*Exercise aim*: Report back each line of the data that contains the word "Some".

*Task material*:
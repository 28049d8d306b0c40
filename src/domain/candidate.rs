use serde::{Deserialize, Serialize};

use super::{ElectionId, voter::non_blank};

pub type CandidateId = i64;

#[derive(Debug, Clone, PartialEq, Eq, Serialize, Deserialize)]
pub struct Candidate {
    pub id: CandidateId,
    pub election_id: ElectionId,
    pub name: String,
    pub party: Option<String>,
    /// Denormalized tally. Always equal to the number of votes that
    /// reference this candidate.
    pub vote_count: i64,
}

/// A candidate joined with the name of the election it runs in.
#[derive(Debug, Clone, PartialEq, Eq, Serialize, Deserialize)]
pub struct CandidateEntry {
    #[serde(flatten)]
    pub candidate: Candidate,
    pub election_name: String,
}

#[derive(Debug, Clone, PartialEq, Eq)]
pub struct NewCandidate {
    pub election_id: ElectionId,
    pub name: String,
    pub party: Option<String>,
}

impl NewCandidate {
    pub fn new(election_id: ElectionId, name: impl Into<String>) -> Self {
        Self {
            election_id,
            name: name.into().trim().to_string(),
            party: None,
        }
    }

    pub fn with_party(mut self, party: Option<String>) -> Self {
        self.party = non_blank(party);
        self
    }

    pub fn validate(&self) -> Result<(), String> {
        if self.name.is_empty() {
            return Err("Candidate name and election are required".to_string());
        }
        Ok(())
    }
}
pub mod application;
pub mod cli;
pub mod config;
pub mod domain;
pub mod io;
pub mod logging;
pub mod storage;

pub use config::LedgerConfig;
pub use domain::*;
pub use storage::Repository;
use anyhow::{Context, Result};
use chrono::{DateTime, Utc};
use sqlx::sqlite::SqliteRow;
use sqlx::{Row, SqlitePool};

use crate::domain::Account;

use super::MIGRATION_002_ACCOUNTS;

/// Store for credential accounts. Shares the database file with the
/// ledger but owns a separate table.
pub struct AccountRepository {
    pool: SqlitePool,
}

impl AccountRepository {
    pub fn new(pool: SqlitePool) -> Self {
        Self { pool }
    }

    pub async fn migrate(&self) -> Result<()> {
        sqlx::query(MIGRATION_002_ACCOUNTS)
            .execute(&self.pool)
            .await
            .context("Failed to run migration 002")?;
        Ok(())
    }

    pub async fn insert_account(&self, voter_id: &str, password_hash: &str) -> Result<Account> {
        let created_at = Utc::now();
        let result = sqlx::query(
            "INSERT INTO voter_accounts (voter_id, password_hash, created_at) VALUES (?, ?, ?)",
        )
        .bind(voter_id)
        .bind(password_hash)
        .bind(created_at.to_rfc3339())
        .execute(&self.pool)
        .await
        .context("Failed to save account")?;

        Ok(Account {
            id: result.last_insert_rowid(),
            voter_id: voter_id.to_string(),
            created_at,
        })
    }

    /// Fetch an account together with its stored password hash.
    pub async fn get_credentials(&self, voter_id: &str) -> Result<Option<(Account, String)>> {
        let row = sqlx::query(
            "SELECT id, voter_id, password_hash, created_at FROM voter_accounts WHERE voter_id = ?",
        )
        .bind(voter_id)
        .fetch_optional(&self.pool)
        .await
        .context("Failed to fetch account")?;

        match row {
            Some(row) => {
                let hash: String = row.get("password_hash");
                Ok(Some((Self::row_to_account(&row)?, hash)))
            }
            None => Ok(None),
        }
    }

    pub async fn list_accounts(&self) -> Result<Vec<Account>> {
        let rows =
            sqlx::query("SELECT id, voter_id, created_at FROM voter_accounts ORDER BY voter_id")
                .fetch_all(&self.pool)
                .await
                .context("Failed to list accounts")?;

        rows.iter().map(Self::row_to_account).collect()
    }

    fn row_to_account(row: &SqliteRow) -> Result<Account> {
        let created_at_str: String = row.get("created_at");

        Ok(Account {
            id: row.get("id"),
            voter_id: row.get("voter_id"),
            created_at: DateTime::parse_from_rfc3339(&created_at_str)
                .context("Invalid created_at timestamp")?
                .with_timezone(&Utc),
        })
    }
}
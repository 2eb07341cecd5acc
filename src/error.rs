use std::path::PathBuf;
use thiserror::Error;

#[derive(Error, Debug)]
pub enum ScanError {
    #[error("Could not read the image file at '{}'", path.display())]
    Load {
        path: PathBuf,
        #[source]
        source: image::ImageError,
    },

    #[error("No QR code found in the image")]
    NoDetections,

    #[error("Payload of detection #{index} is not valid UTF-8")]
    Decode {
        index: usize,
        #[source]
        source: std::string::FromUtf8Error,
    },

    #[error("Decoder error: {0}")]
    Decoder(String),

    #[error("Display error: {0}")]
    Display(String),

    #[error("Invalid configuration: {0}")]
    Config(String),
}

pub type Result<T> = std::result::Result<T, ScanError>;

impl ScanError {
    /// The message followed by every underlying cause, joined with `: `
    #[must_use]
    pub fn report(&self) -> String {
        let mut message = self.to_string();
        let mut cause = std::error::Error::source(self);
        while let Some(err) = cause {
            message.push_str(": ");
            message.push_str(&err.to_string());
            cause = err.source();
        }
        message
    }
}

impl From<serde_json::Error> for ScanError {
    fn from(err: serde_json::Error) -> Self {
        ScanError::Config(err.to_string())
    }
}

impl From<std::io::Error> for ScanError {
    fn from(err: std::io::Error) -> Self {
        ScanError::Config(err.to_string())
    }
}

*Solution for this problem*:
            Some(row) => {
                Ok(Some((Self::row_to_account(&row)?, hash)))
        while let Some(err) = cause {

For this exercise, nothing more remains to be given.